Production and application of monoclonal antibodies against C-type lectins in scallop Chlamys farreri

Abstract

C-type lectins, as types of pattern recognition receptors (PRRs), have crucial roles in innate immunity, and their conserved carbohydrate recognition domain (CRD) is recognized as the binding dominant to pathogen-associated molecular patterns (PAMPs). In this study, a C-type lectin in the scallop Chlamys farreri (lectin B, GenBank No. DQ209290) was heterologously expressed and the recombinant protein (rlectin B) with a molecular mass of approximately 42 kDa was purified. The rlectin B protein could induce the aggregation of Escherichia coli, Vibrio anguillarum and Staphylococcus aureus. Six monoclonal antibodies (mAbs) against rlectin B was developed, among which two mAbs (1A7 and 2B6) could react with the gills, hepatopancreas, adductor muscle, and haemocytes of C. farreri by indirect immunofluorescence assay and bound to proteins with molecular masses of 21, 28, 37, 45, 58, and 70 kDa in western blot assays.
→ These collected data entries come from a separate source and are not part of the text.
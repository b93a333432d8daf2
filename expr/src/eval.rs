//! Expression evaluation.

use std::cmp::Ordering;

use tessera_core::{Document, Value};
use tracing::trace;

use crate::{BinaryOp, Environment, EvalError, EvalResult, Expr, UnaryOp};

impl Expr {
    /// Evaluate against an environment.
    ///
    /// Paths read the nearest document; a missing field evaluates to null.
    /// Aggregates read the field their rendering names, which is where a
    /// grouping stage stores finished aggregate values.
    pub fn eval(&self, env: &Environment<'_>) -> EvalResult<Value> {
        match self {
            Expr::Literal(v) => Ok(v.clone()),
            Expr::Path(path) => {
                let doc = env.document().ok_or(EvalError::NoDocument)?;
                Ok(doc.get_path(path).cloned().unwrap_or(Value::Null))
            }
            Expr::Wildcard => Err(EvalError::not_scalar("*")),
            Expr::Named(named) => named.expr.eval(env),
            Expr::Binary { op, left, right } => eval_binary(*op, left, right, env),
            Expr::Unary { op, operand } => {
                let v = operand.eval(env)?;
                Ok(match (*op, v) {
                    (_, Value::Null) => Value::Null,
                    (UnaryOp::Not, v) => Value::Bool(!v.is_truthy()),
                    (UnaryOp::Neg, Value::Integer(i)) => match i.checked_neg() {
                        Some(n) => Value::Integer(n),
                        None => Value::Double(-(i as f64)),
                    },
                    (UnaryOp::Neg, Value::Double(d)) => Value::Double(-d),
                    (UnaryOp::Neg, _) => Value::Null,
                })
            }
            Expr::Array(items) => items
                .iter()
                .map(|item| item.eval(env))
                .collect::<EvalResult<Vec<_>>>()
                .map(Value::Array),
            Expr::Document(fields) => {
                let mut doc = Document::with_capacity(fields.len());
                for (name, expr) in fields {
                    doc.set(name.clone(), expr.eval(env)?);
                }
                Ok(Value::Document(doc))
            }
            Expr::PositionalParam(index) => env.positional_param(*index),
            Expr::NamedParam(name) => env.named_param(name),
            Expr::Cast { expr, target } => Ok(expr.eval(env)?.cast(*target)?),
            Expr::Function(call) => call.eval(env),
            Expr::Aggregate(call) => call.eval_stored(env),
            Expr::NextValueFor(sequence) => {
                let value = env.catalog()?.next_sequence_value(sequence)?;
                trace!(sequence = %sequence, value, "sequence advanced");
                Ok(Value::Integer(value))
            }
        }
    }
}

fn eval_binary(op: BinaryOp, left: &Expr, right: &Expr, env: &Environment<'_>) -> EvalResult<Value> {
    // AND and OR short-circuit on the left operand.
    match op {
        BinaryOp::And => {
            let l = left.eval(env)?;
            if !l.is_truthy() {
                return Ok(Value::Bool(false));
            }
            return Ok(Value::Bool(right.eval(env)?.is_truthy()));
        }
        BinaryOp::Or => {
            let l = left.eval(env)?;
            if l.is_truthy() {
                return Ok(Value::Bool(true));
            }
            return Ok(Value::Bool(right.eval(env)?.is_truthy()));
        }
        _ => {}
    }

    let l = left.eval(env)?;
    let r = right.eval(env)?;
    if l.is_null() || r.is_null() {
        return Ok(Value::Null);
    }

    Ok(match op {
        BinaryOp::Eq => Value::Bool(values_equal(&l, &r)),
        BinaryOp::NotEq => Value::Bool(!values_equal(&l, &r)),
        BinaryOp::Lt => compare(&l, &r, |o| o == Ordering::Less),
        BinaryOp::LtEq => compare(&l, &r, |o| o != Ordering::Greater),
        BinaryOp::Gt => compare(&l, &r, |o| o == Ordering::Greater),
        BinaryOp::GtEq => compare(&l, &r, |o| o != Ordering::Less),
        BinaryOp::In => Value::Bool(contains(&r, &l)),
        BinaryOp::NotIn => Value::Bool(!contains(&r, &l)),
        BinaryOp::Concat => match (l, r) {
            (Value::Text(a), Value::Text(b)) => Value::Text(a + &b),
            _ => Value::Null,
        },
        BinaryOp::Add | BinaryOp::Sub | BinaryOp::Mul | BinaryOp::Div | BinaryOp::Mod => {
            arithmetic(op, &l, &r)
        }
        BinaryOp::And => Value::Bool(l.is_truthy() && r.is_truthy()),
        BinaryOp::Or => Value::Bool(l.is_truthy() || r.is_truthy()),
    })
}

/// Equality across the numeric domain; other types must match exactly.
fn values_equal(l: &Value, r: &Value) -> bool {
    l.value_type().is_comparable_with(r.value_type()) && l.compare(r) == Ordering::Equal
}

/// Ordering comparisons between values of unrelated types are false.
fn compare(l: &Value, r: &Value, accept: impl Fn(Ordering) -> bool) -> Value {
    if !l.value_type().is_comparable_with(r.value_type()) {
        return Value::Bool(false);
    }
    Value::Bool(accept(l.compare(r)))
}

/// `x IN y`: membership when `y` is an array, equality otherwise.
fn contains(haystack: &Value, needle: &Value) -> bool {
    match haystack {
        Value::Array(items) => items.iter().any(|item| values_equal(item, needle)),
        other => values_equal(other, needle),
    }
}

/// Integer arithmetic that overflows falls back to doubles. Division or
/// modulo by zero and non-numeric operands yield null.
fn arithmetic(op: BinaryOp, l: &Value, r: &Value) -> Value {
    match (l, r) {
        (Value::Integer(a), Value::Integer(b)) => {
            let (a, b) = (*a, *b);
            let checked = match op {
                BinaryOp::Add => a.checked_add(b),
                BinaryOp::Sub => a.checked_sub(b),
                BinaryOp::Mul => a.checked_mul(b),
                BinaryOp::Div if b == 0 => return Value::Null,
                BinaryOp::Div => a.checked_div(b),
                BinaryOp::Mod if b == 0 => return Value::Null,
                BinaryOp::Mod => a.checked_rem(b),
                _ => return Value::Null,
            };
            match checked {
                Some(v) => Value::Integer(v),
                None => double_arithmetic(op, a as f64, b as f64),
            }
        }
        (Value::Integer(_) | Value::Double(_), Value::Integer(_) | Value::Double(_)) => {
            double_arithmetic(op, to_f64(l), to_f64(r))
        }
        _ => Value::Null,
    }
}

fn double_arithmetic(op: BinaryOp, a: f64, b: f64) -> Value {
    match op {
        BinaryOp::Add => Value::Double(a + b),
        BinaryOp::Sub => Value::Double(a - b),
        BinaryOp::Mul => Value::Double(a * b),
        BinaryOp::Div | BinaryOp::Mod if b == 0.0 => Value::Null,
        BinaryOp::Div => Value::Double(a / b),
        BinaryOp::Mod => Value::Double(a % b),
        _ => Value::Null,
    }
}

fn to_f64(v: &Value) -> f64 {
    match v {
        Value::Integer(i) => *i as f64,
        Value::Double(d) => *d,
        _ => f64::NAN,
    }
}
Using the two mAbs, C-type lectins protein levels were detected in C. farreri haemocytes after V. anguillarum infection, showing that that lectin levels rapidly increased, peaking at 12 h before gradually decreasing to the control group levels. Furthermore, the FACS results also confirmed that V. anguillarum infection significantly increasing C-type lectins expression in haemocytes. These data suggest that the mAbs can recognize various C-type lectins in C. farreri and are a useful immunological tool for the detection C-type lectins in scallops.